Psychologists found that conservatism is linked to cognitive “caution”: slow-and-accurate unconscious decision-making, compared to the fast-and-imprecise “perceptual strategies” found in more liberal minds.
Brains of more dogmatic people are slower to process perceptual evidence, but they are more impulsive personality-wise. The mental signature for extremism across the board is a blend of conservative and dogmatic psychologies.
Researchers from the University of Cambridge say that, while still in early stages, this research could help to better identify and support people most vulnerable to radicalisation across the political and religious spectrum.
Approaches to radicalisation policy mainly rely on basic demographic information such as age, race and gender. By adding cognitive and personality assessments, the psychologists created a statistical model that is between four and fifteen times more powerful at predicting ideological worldviews than demographics alone.

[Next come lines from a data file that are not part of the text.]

//! Opus encoder wrapper
//!
//! Voice-optimized VBR encoding of fixed 10 ms frames, with silence
//! suppression: frames below the configured level are still run through the
//! encoder (its prediction state stays continuous) but their output is
//! withheld, except for a periodic keep-alive frame.

use bytes::Bytes;
use opus::{Application, Channels, Encoder};

use crate::codec::{frame_level_dbfs, FrameEncoder};
use crate::config::{OpusApplication, OpusConfig};
use crate::error::CodecError;

/// Largest payload a single Opus frame can produce
const MAX_PAYLOAD: usize = 4000;

/// Opus encoder wrapper with voice settings
pub struct OpusEncoder {
    encoder: Encoder,
    config: OpusConfig,
    /// Encoding buffer (reused to avoid allocations)
    encode_buffer: Vec<u8>,
    /// Frames withheld since the last transmitted one
    frames_suppressed_run: u32,
    frames_encoded: u64,
    frames_suppressed: u64,
    bytes_produced: u64,
}

impl OpusEncoder {
    /// Create a new Opus encoder with the specified configuration
    pub fn new(config: OpusConfig) -> Result<Self, CodecError> {
        let channels = match config.channels {
            1 => Channels::Mono,
            2 => Channels::Stereo,
            _ => return Err(CodecError::EncoderInit(
                format!("Unsupported channel count: {}", config.channels)
            )),
        };

        let application = match config.application {
            OpusApplication::Voip => Application::Voip,
            OpusApplication::Audio => Application::Audio,
            OpusApplication::LowDelay => Application::LowDelay,
        };

        let mut encoder = Encoder::new(config.sample_rate, channels, application)
            .map_err(|e| CodecError::EncoderInit(e.to_string()))?;

        Self::configure_encoder(&mut encoder, &config)?;

        Ok(Self {
            encoder,
            config,
            encode_buffer: vec![0u8; MAX_PAYLOAD],
            frames_suppressed_run: 0,
            frames_encoded: 0,
            frames_suppressed: 0,
            bytes_produced: 0,
        })
    }

    /// Create encoder with the voice preset (10 ms frames)
    pub fn voice(sample_rate: u32, channels: u16) -> Result<Self, CodecError> {
        let mut config = OpusConfig::voice();
        config.sample_rate = sample_rate;
        config.channels = channels;
        config.frame_size = OpusConfig::frame_size_from_ms(sample_rate, 10.0);
        Self::new(config)
    }

    fn configure_encoder(encoder: &mut Encoder, config: &OpusConfig) -> Result<(), CodecError> {
        let bitrate = match config.bitrate {
            Some(bits) => opus::Bitrate::Bits(bits as i32),
            None => opus::Bitrate::Auto,
        };
        encoder.set_bitrate(bitrate)
            .map_err(|e| CodecError::EncoderInit(format!("Failed to set bitrate: {}", e)))?;

        encoder.set_vbr(config.vbr)
            .map_err(|e| CodecError::EncoderInit(format!("Failed to set VBR: {}", e)))?;

        if config.vbr && config.cvbr {
            encoder.set_vbr_constraint(true)
                .map_err(|e| CodecError::EncoderInit(format!("Failed to set CVBR: {}", e)))?;
        }

        encoder.set_inband_fec(config.fec)
            .map_err(|e| CodecError::EncoderInit(format!("Failed to set FEC: {}", e)))?;

        if config.fec {
            encoder.set_packet_loss_perc(config.packet_loss_perc as i32)
                .map_err(|e| CodecError::EncoderInit(format!("Failed to set packet loss: {}", e)))?;
        }

        Ok(())
    }

    /// Whether this frame should be withheld as silence
    fn suppress(&mut self, samples: &[f32]) -> bool {
        if !self.config.dtx || frame_level_dbfs(samples) >= self.config.dtx_threshold_dbfs {
            self.frames_suppressed_run = 0;
            return false;
        }

        if self.frames_suppressed_run + 1 >= self.config.dtx_keepalive_frames.max(1) {
            self.frames_suppressed_run = 0;
            false
        } else {
            self.frames_suppressed_run += 1;
            true
        }
    }

    /// Update bitrate dynamically, `None` lets the codec choose
    pub fn set_bitrate(&mut self, bitrate: Option<u32>) -> Result<(), CodecError> {
        let value = match bitrate {
            Some(bits) => opus::Bitrate::Bits(bits as i32),
            None => opus::Bitrate::Auto,
        };
        self.encoder.set_bitrate(value)
            .map_err(|e| CodecError::EncoderInit(format!("Failed to set bitrate: {}", e)))?;
        self.config.bitrate = bitrate;
        Ok(())
    }

    pub fn config(&self) -> &OpusConfig {
        &self.config
    }

    /// Total samples per frame (including all channels)
    pub fn samples_per_frame(&self) -> usize {
        self.config.frame_size * self.config.channels as usize
    }

    pub fn frame_duration_ms(&self) -> f32 {
        self.config.frame_duration_ms()
    }

    pub fn stats(&self) -> EncoderStats {
        EncoderStats {
            frames_encoded: self.frames_encoded,
            frames_suppressed: self.frames_suppressed,
            bytes_produced: self.bytes_produced,
            average_frame_size: if self.frames_encoded > 0 {
                self.bytes_produced as f32 / self.frames_encoded as f32
            } else {
                0.0
            },
        }
    }
}

impl FrameEncoder for OpusEncoder {
    fn frame_size(&self) -> usize {
        self.samples_per_frame()
    }

    fn encode(&mut self, samples: &[f32]) -> Result<Bytes, CodecError> {
        let expected = self.samples_per_frame();
        if samples.len() != expected {
            return Err(CodecError::InvalidFrameSize { expected, actual: samples.len() });
        }

        let size = self.encoder
            .encode_float(samples, &mut self.encode_buffer)
            .map_err(|e| CodecError::EncodingFailed(e.to_string()))?;

        if self.suppress(samples) {
            self.frames_suppressed += 1;
            return Ok(Bytes::new());
        }

        self.frames_encoded += 1;
        self.bytes_produced += size as u64;

        Ok(Bytes::copy_from_slice(&self.encode_buffer[..size]))
    }
}

/// Encoder statistics
#[derive(Debug, Clone)]
pub struct EncoderStats {
    pub frames_encoded: u64,
    pub frames_suppressed: u64,
    pub bytes_produced: u64,
    pub average_frame_size: f32,
}

#[cfg(test)]
mod tests {
    use super::*;

    fn tone(len: usize) -> Vec<f32> {
        (0..len)
            .map(|i| (i as f32 / 48000.0 * 440.0 * 2.0 * std::f32::consts::PI).sin() * 0.5)
            .collect()
    }

    #[test]
    fn test_encoder_creation() {
        let encoder = OpusEncoder::voice(48000, 1).unwrap();
        assert_eq!(encoder.config().sample_rate, 48000);
        assert_eq!(encoder.frame_size(), 480);
        assert!((encoder.frame_duration_ms() - 10.0).abs() < 0.01);
    }

    #[test]
    fn test_encoding_voice() {
        let mut encoder = OpusEncoder::voice(48000, 1).unwrap();
        let encoded = encoder.encode(&tone(480)).unwrap();

        assert!(!encoded.is_empty());
        assert!(encoded.len() < 480 * 4);
        assert_eq!(encoder.stats().frames_encoded, 1);
    }

    #[test]
    fn test_rejects_wrong_frame_size() {
        let mut encoder = OpusEncoder::voice(48000, 1).unwrap();
        let err = encoder.encode(&[0.0; 960]).unwrap_err();
        assert!(matches!(err, CodecError::InvalidFrameSize { expected: 480, actual: 960 }));
    }

    #[test]
    fn test_silence_suppressed_with_keepalive() {
        let mut config = OpusConfig::voice();
        config.dtx_keepalive_frames = 4;
        let mut encoder = OpusEncoder::new(config).unwrap();
        let silence = vec![0.0f32; 480];

        let sent: Vec<bool> = (0..8)
            .map(|_| !encoder.encode(&silence).unwrap().is_empty())
            .collect();

        assert_eq!(sent, vec![false, false, false, true, false, false, false, true]);
        assert_eq!(encoder.stats().frames_suppressed, 6);

        // Speech resets the run
        assert!(!encoder.encode(&tone(480)).unwrap().is_empty());
    }

    #[test]
    fn test_dtx_disabled_sends_silence() {
        let mut config = OpusConfig::voice();
        config.dtx = false;
        let mut encoder = OpusEncoder::new(config).unwrap();
        assert!(!encoder.encode(&[0.0; 480]).unwrap().is_empty());
    }
}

“Many people will know those in their communities who have become radicalised or adopted increasingly extreme political views, whether on the left or right,” said Dr Leor Zmigrod, lead author from Cambridge’s Department of Psychology.
“We want to know why particular individuals are more susceptible.”
“By examining ‘hot’ emotional cognition alongside the ‘cold’ unconscious cognition of basic information processing we can see a psychological signature for those at risk of engaging with an ideology in an extreme way,” Zmigrod said.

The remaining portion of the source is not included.